Yeah.. unfortunately it will be gone and you'll have to download it. Sucks huh? xD


----------



## Jinglefruit (May 27, 2013)

If you've ordered from somewhere that might deliver a day before release (I think only from GAME) then I would recommend you don't system transfer until after midnight. - I'm not sure what will happen if you transfer and then try to re-download the game before it's listed on the e-shop. 

In theory it should be fine seeing as there was pre-release codes, but there's a chance you could end up not able to re-download after the transfer if you do it on Thursday. / On the other hand, if you do play and then transfer it might also delete your town data and make you have to restart on the 9th.


----------



## one_eye (May 27, 2013)

You can also copy the files to the new SD card after you do the transfer.

Just copy and pasted everything, done this before myself with no issue.

Just take care not to wipe the AC data when doing that.


----------



## Hamusuta (May 27, 2013)

one_eye said:


> You can also copy the files to the new SD card after you do the transfer.
> 
> Just copy and pasted everything, done this before myself with no issue.
> 
> Just take care not to wipe the AC data when doing that.



I can't take you seriously with that avatar xD


----------



## Devon (May 27, 2013)

if you do a system transfer you keep everything, it merges with the new 3ds.
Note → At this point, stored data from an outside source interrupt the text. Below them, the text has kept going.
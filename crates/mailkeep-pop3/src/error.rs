//! Error types for the POP3 client.

use thiserror::Error;

/// Errors that can occur during POP3 operations.
#[derive(Debug, Error)]
pub enum Error {
    /// Connection-level failure (connect, TLS, read/write, timeout).
    #[error(transparent)]
    Transport(#[from] mailkeep_transport::Error),

    /// Server closed the connection mid-response.
    #[error("connection closed by server")]
    ConnectionClosed,

    /// No connection is open.
    #[error("not connected")]
    NotConnected,

    /// Invalid state for the requested operation.
    #[error("Invalid state: {0}")]
    InvalidState(String),

    /// Credentials were rejected.
    #[error("authentication failed")]
    AuthenticationFailed,

    /// Server sent something that does not match the expected shape.
    #[error("invalid response: {0}")]
    InvalidResponse(String),

    /// Server answered `-ERR`.
    #[error("server returned -ERR: {0}")]
    Rejected(String),

    /// RETR for a message number the server does not have.
    #[error("message {0} not found")]
    MessageNotFound(u32),

    /// Response exceeded the size or read-count limit.
    #[error("Protocol error: {0}")]
    Protocol(String),
}

impl Error {
    /// Returns true if the operation ran out of time.
    #[must_use]
    pub const fn is_timeout(&self) -> bool {
        matches!(self, Self::Transport(e) if e.is_timeout())
    }

    /// Returns true if the server rejected the credentials.
    #[must_use]
    pub const fn is_authentication(&self) -> bool {
        matches!(self, Self::AuthenticationFailed)
    }

    /// Returns true if the connection itself failed or is gone.
    #[must_use]
    pub const fn is_connection(&self) -> bool {
        matches!(self, Self::ConnectionClosed | Self::NotConnected)
            || matches!(self, Self::Transport(e) if e.is_connection())
    }
}

/// Result type alias using our Error type.
pub type Result<T> = std::result::Result<T, Error>;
Trust me i've done it already twice.


----------



## tigereyes86 (May 28, 2013)

Hamusuta said:


> Ok so I pre-ordered the AC:NL bundle yesterday, and I was wondering, If I do a system transfer, do I keep AC:NL itself, or does it get deleted? I know this question was answered(i think) in my other thread, but its still not 100% clear to me.



What everyone else said!  System transfer, this will merge the eShop accounts from both consoles, allowing you to download again for free all of the digital content you had (including NL).  This renders the new SD card useless though as you use your original SD in your new console.  So if you play before you transfer, you'll have to start again.
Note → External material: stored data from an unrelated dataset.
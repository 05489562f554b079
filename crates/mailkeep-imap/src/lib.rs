//! # mailkeep-imap
//!
//! IMAP client covering the subset of RFC 3501 a caching mail engine needs:
//! greeting, LOGIN, LIST, SELECT, `FETCH (BODY.PEEK[HEADER])` and LOGOUT.
//!
//! ## Features
//!
//! - **Tagged completion**: responses are read line by line until the line
//!   starting with the command's tag, skipping over literals so that message
//!   content can never end a response early
//! - **Exclusive access**: every command takes `&mut self`; there is no
//!   pipelining
//! - **Cancellation-safe state**: a dropped command future leaves the client
//!   disconnected rather than half-authenticated
//! - **Credential redaction**: passwords never reach the logs
//!
//! ## Quick Start
//!
//! ```ignore
//! use mailkeep_imap::ImapClient;
//! use mailkeep_transport::ServerConfig;
//!
//! let mut client = ImapClient::new(ServerConfig::incoming("imap.example.com", 993, true));
//! client.connect().await?;
//! client.login("user@example.com", "password").await?;
//!
//! for folder in client.list_folders().await? {
//!     let status = client.select_folder(&folder).await?;
//!     if status.message_count > 0 {
//!         let headers = client.fetch_headers(1..=status.message_count).await?;
//!         println!("{folder}: {} header blocks", headers.len());
//!     }
//! }
//!
//! client.disconnect().await;
//! ```
//!
//! ## Connection States
//!
//! ```text
//! Disconnected ── connect() ──→ Connected ── login() ──→ Authenticated
//!                                                            │
//!                                        select_folder() ───→ Selected
//! ```

#![warn(missing_docs)]
#![warn(clippy::all)]
#![warn(clippy::pedantic)]
#![forbid(unsafe_code)]

pub mod client;
pub mod error;
pub mod response;
pub mod tag;

pub use client::{ImapClient, State};
pub use error::{Error, Result};
pub use response::{FolderStatus, MailboxEntry, Status, TaggedResponse};
pub use tag::TagGenerator;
If you're still unsure, do nothing but google it, I found out all I know about transferring and what transfers and what doesn't as well as tips for system transfers and SD card upgrading should anyone wish to do that too.  I'm upgrading my SD card in advance this weekend for example.  There are a wealth of forums out there focussing on techy stuff like this that helped me out a lot! 

GAME or shopto.net normally get things out early, so bear this in mind if you're desperate to play on Thursday if you do get it early.  As mentioned, there may not be the option to redownload then, but I don't see why not if it will show up in the 'previously downloaded' section of your eShop.


----------



## Hamusuta (May 28, 2013)

tigereyes86 said:


> What everyone else said!  System transfer, this will merge the eShop accounts from both consoles, allowing you to download again for free all of the digital content you had (including NL).  This renders the new SD card useless though as you use your original SD in your new console.  So if you play before you transfer, you'll have to start again.
> 
> If you're still unsure, do nothing but google it, I found out all I know about transferring and what transfers and what doesn't as well as tips for system transfers and SD card upgrading should anyone wish to do that too.  I'm upgrading my SD card in advance this weekend for example.  There are a wealth of forums out there focussing on techy stuff like this that helped me out a lot!
> 
> GAME or shopto.net normally get things out early, so bear this in mind if you're desperate to play on Thursday if you do get it early.  As mentioned, there may not be the option to redownload then, but I don't see why not if it will show up in the 'previously downloaded' section of your eShop.



SO BASICALLY,
I just do the system transfer and then download it off the e-shop?


----------



## Sora (May 28, 2013)

Hamusuta said:


> SO BASICALLY,
> I just do the system transfer and then download it off the e-shop?



Yes


----------



## tigereyes86 (May 28, 2013)

Yes, it really is that simple


----------



## Hamusuta (May 28, 2013)

Also, do I need to swap the sd cards around? Or does the data transfer onto my new sd card, because i know that xl sd cards have bigger memory.


----------



## tigereyes86 (Jun 4, 2013)

No, the transfer lets you use your current card in the new console.  So, AFTER the system transfer, copy the files from your 2Gb onto your computer and then onto the 4Gb card from there.  Everything will be saved, still there and ready to rock!  (Sorry for the late reply, was away most of last week ).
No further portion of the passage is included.